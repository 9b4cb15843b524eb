//! Camp input validation and date handling.
//!
//! The wire DTO and the persistence entity live in the `db` crate; the rules
//! here are shared by both the handlers and the repository fakes.

use chrono::{DateTime, NaiveDate, NaiveDateTime};

use crate::error::CoreError;
use crate::types::EventDate;

/* --------------------------------------------------------------------------
   Validation limits
   -------------------------------------------------------------------------- */

/// Maximum length for a camp moniker.
pub const MAX_MONIKER_LEN: usize = 50;

/// Minimum length for a camp name, when one is given.
pub const MIN_NAME_LEN: usize = 5;

/// Maximum length for a camp name.
pub const MAX_NAME_LEN: usize = 100;

/// Minimum camp length in days.
pub const MIN_LENGTH_DAYS: i32 = 1;

/// Maximum camp length in days.
pub const MAX_LENGTH_DAYS: i32 = 100;

/// Length assigned to a new camp whose DTO omits it.
pub const DEFAULT_LENGTH_DAYS: i32 = 1;

/* --------------------------------------------------------------------------
   Validation functions
   -------------------------------------------------------------------------- */

/// Validate a moniker: non-blank and within length limit.
pub fn validate_moniker(moniker: &str) -> Result<(), CoreError> {
    if moniker.trim().is_empty() {
        return Err(CoreError::Validation(
            "Moniker must not be empty".to_string(),
        ));
    }
    if moniker.chars().count() > MAX_MONIKER_LEN {
        return Err(CoreError::Validation(format!(
            "Moniker too long: {} chars (max {MAX_MONIKER_LEN})",
            moniker.chars().count()
        )));
    }
    Ok(())
}

/// Validate an optional camp name against the length bounds.
pub fn validate_name(name: Option<&str>) -> Result<(), CoreError> {
    let Some(name) = name else {
        return Ok(());
    };
    let len = name.chars().count();
    if !(MIN_NAME_LEN..=MAX_NAME_LEN).contains(&len) {
        return Err(CoreError::Validation(format!(
            "Name must be between {MIN_NAME_LEN} and {MAX_NAME_LEN} chars, got {len}"
        )));
    }
    Ok(())
}

/// Validate an optional camp length in days.
pub fn validate_length(length: Option<i32>) -> Result<(), CoreError> {
    match length {
        Some(days) if !(MIN_LENGTH_DAYS..=MAX_LENGTH_DAYS).contains(&days) => {
            Err(CoreError::Validation(format!(
                "Length must be between {MIN_LENGTH_DAYS} and {MAX_LENGTH_DAYS} days, got {days}"
            )))
        }
        _ => Ok(()),
    }
}

/* --------------------------------------------------------------------------
   Dates
   -------------------------------------------------------------------------- */

/// Parse an event date from a query string value.
///
/// Accepts a plain `YYYY-MM-DD` date, an RFC 3339 timestamp with offset or
/// `Z`, or a local `YYYY-MM-DDTHH:MM:SS[.fff]` timestamp. The date is taken
/// as written; the time and any offset are discarded.
pub fn parse_event_date(raw: &str) -> Result<EventDate, CoreError> {
    let raw = raw.trim();
    if let Ok(date) = NaiveDate::parse_from_str(raw, "%Y-%m-%d") {
        return Ok(date);
    }
    if let Ok(dt) = DateTime::parse_from_rfc3339(raw) {
        return Ok(dt.date_naive());
    }
    NaiveDateTime::parse_from_str(raw, "%Y-%m-%dT%H:%M:%S%.f")
        .map(|dt| dt.date())
        .map_err(|_| CoreError::Validation(format!("Invalid date '{raw}'")))
}

#[cfg(test)]
mod tests {
    use assert_matches::assert_matches;

    use super::*;

    #[test]
    fn moniker_rejects_blank() {
        assert_matches!(validate_moniker("   "), Err(CoreError::Validation(_)));
        assert!(validate_moniker("ATL2024").is_ok());
    }

    #[test]
    fn moniker_rejects_overlong() {
        let long = "M".repeat(MAX_MONIKER_LEN + 1);
        assert_matches!(validate_moniker(&long), Err(CoreError::Validation(_)));
    }

    #[test]
    fn name_is_optional_but_bounded() {
        assert!(validate_name(None).is_ok());
        assert!(validate_name(Some("Atlanta Code Camp")).is_ok());
        assert_matches!(validate_name(Some("ATL")), Err(CoreError::Validation(_)));
    }

    #[test]
    fn length_bounds() {
        assert!(validate_length(None).is_ok());
        assert!(validate_length(Some(1)).is_ok());
        assert!(validate_length(Some(100)).is_ok());
        assert_matches!(validate_length(Some(0)), Err(CoreError::Validation(_)));
        assert_matches!(validate_length(Some(101)), Err(CoreError::Validation(_)));
    }

    #[test]
    fn parses_plain_date() {
        let date = parse_event_date("2024-09-01").unwrap();
        assert_eq!(date, NaiveDate::from_ymd_opt(2024, 9, 1).unwrap());
    }

    #[test]
    fn timestamp_is_truncated_to_date() {
        let date = parse_event_date("2024-09-01T13:45:00").unwrap();
        assert_eq!(date, NaiveDate::from_ymd_opt(2024, 9, 1).unwrap());
    }

    #[test]
    fn rfc3339_timestamp_keeps_its_own_date() {
        let expected = NaiveDate::from_ymd_opt(2024, 9, 1).unwrap();
        assert_eq!(parse_event_date("2024-09-01T00:00:00Z").unwrap(), expected);
        assert_eq!(parse_event_date("2024-09-01T23:30:00-05:00").unwrap(), expected);
    }

    #[test]
    fn garbage_date_is_a_validation_error() {
        assert_matches!(parse_event_date("next tuesday"), Err(CoreError::Validation(_)));
    }

    #[test]
    fn not_found_message_names_the_moniker() {
        let err = CoreError::camp_not_found("ATL2024");
        assert_eq!(err.to_string(), "Could not find camp with moniker of ATL2024");
    }
}
#![allow(dead_code)]

use std::sync::Arc;

use async_trait::async_trait;
use axum::body::Body;
use axum::http::{header, Method, Request, Response};
use axum::Router;
use codecamp_core::types::EventDate;
use codecamp_db::models::camp::Camp;
use codecamp_db::repositories::{CampRepository, ChangeSet, InMemoryCampRepo};
use codecamp_db::DbError;
use http_body_util::BodyExt;
use tower::ServiceExt;

use codecamp_api::config::ServerConfig;
use codecamp_api::router::build_app_router;
use codecamp_api::state::AppState;

/// Build a test `ServerConfig` with safe defaults.
pub fn test_config() -> ServerConfig {
    ServerConfig {
        host: "127.0.0.1".to_string(),
        port: 0,
        cors_origins: vec!["http://localhost:5173".to_string()],
        request_timeout_secs: 30,
        db_max_connections: 1,
    }
}

/// Build the full application router over the given repository.
///
/// Goes through `build_app_router`, so tests exercise the same middleware
/// stack (CORS, request ID, timeout, tracing, panic recovery) as production.
pub fn build_test_app(camps: Arc<dyn CampRepository>) -> Router {
    let config = test_config();
    let state = AppState::new(camps);
    build_app_router(state, &config)
}

/// A fresh in-memory store plus a router over it.
pub fn in_memory_app() -> (InMemoryCampRepo, Router) {
    let repo = InMemoryCampRepo::new();
    let app = build_test_app(Arc::new(repo.clone()));
    (repo, app)
}

/// A repository whose every call fails, as if the database were down.
pub struct FailingCampRepo;

fn unavailable() -> DbError {
    DbError::Unavailable("connection refused (secret-host:5432)".to_string())
}

#[async_trait]
impl CampRepository for FailingCampRepo {
    async fn get_all_camps(&self, _include_talks: bool) -> Result<Vec<Camp>, DbError> {
        Err(unavailable())
    }

    async fn get_camp(
        &self,
        _moniker: &str,
        _include_talks: bool,
    ) -> Result<Option<Camp>, DbError> {
        Err(unavailable())
    }

    async fn get_camps_by_event_date(
        &self,
        _date: EventDate,
        _include_talks: bool,
    ) -> Result<Vec<Camp>, DbError> {
        Err(unavailable())
    }

    async fn save_changes(&self, _changes: ChangeSet) -> Result<bool, DbError> {
        Err(unavailable())
    }

    async fn ping(&self) -> Result<(), DbError> {
        Err(unavailable())
    }
}

/// A repository that panics on every call, as a buggy store would.
pub struct PanickingCampRepo;

#[async_trait]
impl CampRepository for PanickingCampRepo {
    async fn get_all_camps(&self, _include_talks: bool) -> Result<Vec<Camp>, DbError> {
        panic!("camp store poisoned (secret-host:5432)")
    }

    async fn get_camp(
        &self,
        _moniker: &str,
        _include_talks: bool,
    ) -> Result<Option<Camp>, DbError> {
        panic!("camp store poisoned (secret-host:5432)")
    }

    async fn get_camps_by_event_date(
        &self,
        _date: EventDate,
        _include_talks: bool,
    ) -> Result<Vec<Camp>, DbError> {
        panic!("camp store poisoned (secret-host:5432)")
    }

    async fn save_changes(&self, _changes: ChangeSet) -> Result<bool, DbError> {
        panic!("camp store poisoned (secret-host:5432)")
    }

    async fn ping(&self) -> Result<(), DbError> {
        panic!("camp store poisoned (secret-host:5432)")
    }
}

/// Reads succeed from an inner store, but every save reports zero rows.
pub struct NoOpSaveRepo(pub InMemoryCampRepo);

#[async_trait]
impl CampRepository for NoOpSaveRepo {
    async fn get_all_camps(&self, include_talks: bool) -> Result<Vec<Camp>, DbError> {
        self.0.get_all_camps(include_talks).await
    }

    async fn get_camp(
        &self,
        moniker: &str,
        include_talks: bool,
    ) -> Result<Option<Camp>, DbError> {
        self.0.get_camp(moniker, include_talks).await
    }

    async fn get_camps_by_event_date(
        &self,
        date: EventDate,
        include_talks: bool,
    ) -> Result<Vec<Camp>, DbError> {
        self.0.get_camps_by_event_date(date, include_talks).await
    }

    async fn save_changes(&self, _changes: ChangeSet) -> Result<bool, DbError> {
        Ok(false)
    }

    async fn ping(&self) -> Result<(), DbError> {
        Ok(())
    }
}

// ---------------------------------------------------------------------------
// Request helpers
// ---------------------------------------------------------------------------

pub async fn send(app: Router, request: Request<Body>) -> Response<Body> {
    app.oneshot(request).await.unwrap()
}

pub async fn get(app: Router, uri: &str) -> Response<Body> {
    let request = Request::builder()
        .method(Method::GET)
        .uri(uri)
        .body(Body::empty())
        .unwrap();
    send(app, request).await
}

pub async fn delete(app: Router, uri: &str) -> Response<Body> {
    let request = Request::builder()
        .method(Method::DELETE)
        .uri(uri)
        .body(Body::empty())
        .unwrap();
    send(app, request).await
}

async fn send_json(
    app: Router,
    method: Method,
    uri: &str,
    body: serde_json::Value,
) -> Response<Body> {
    let request = Request::builder()
        .method(method)
        .uri(uri)
        .header(header::CONTENT_TYPE, "application/json")
        .body(Body::from(body.to_string()))
        .unwrap();
    send(app, request).await
}

pub async fn post_json(app: Router, uri: &str, body: serde_json::Value) -> Response<Body> {
    send_json(app, Method::POST, uri, body).await
}

pub async fn put_json(app: Router, uri: &str, body: serde_json::Value) -> Response<Body> {
    send_json(app, Method::PUT, uri, body).await
}

pub async fn body_bytes(response: Response<Body>) -> Vec<u8> {
    response
        .into_body()
        .collect()
        .await
        .unwrap()
        .to_bytes()
        .to_vec()
}

pub async fn body_json(response: Response<Body>) -> serde_json::Value {
    serde_json::from_slice(&body_bytes(response).await).unwrap()
}

pub async fn body_text(response: Response<Body>) -> String {
    String::from_utf8(body_bytes(response).await).unwrap()
}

▶ [Task directions]:
Search the entries for the string "offset". Copy every line that has it.

▶ [Task result]:
/// Accepts a plain `YYYY-MM-DD` date, an RFC 3339 timestamp with offset or
/// as written; the time and any offset are discarded.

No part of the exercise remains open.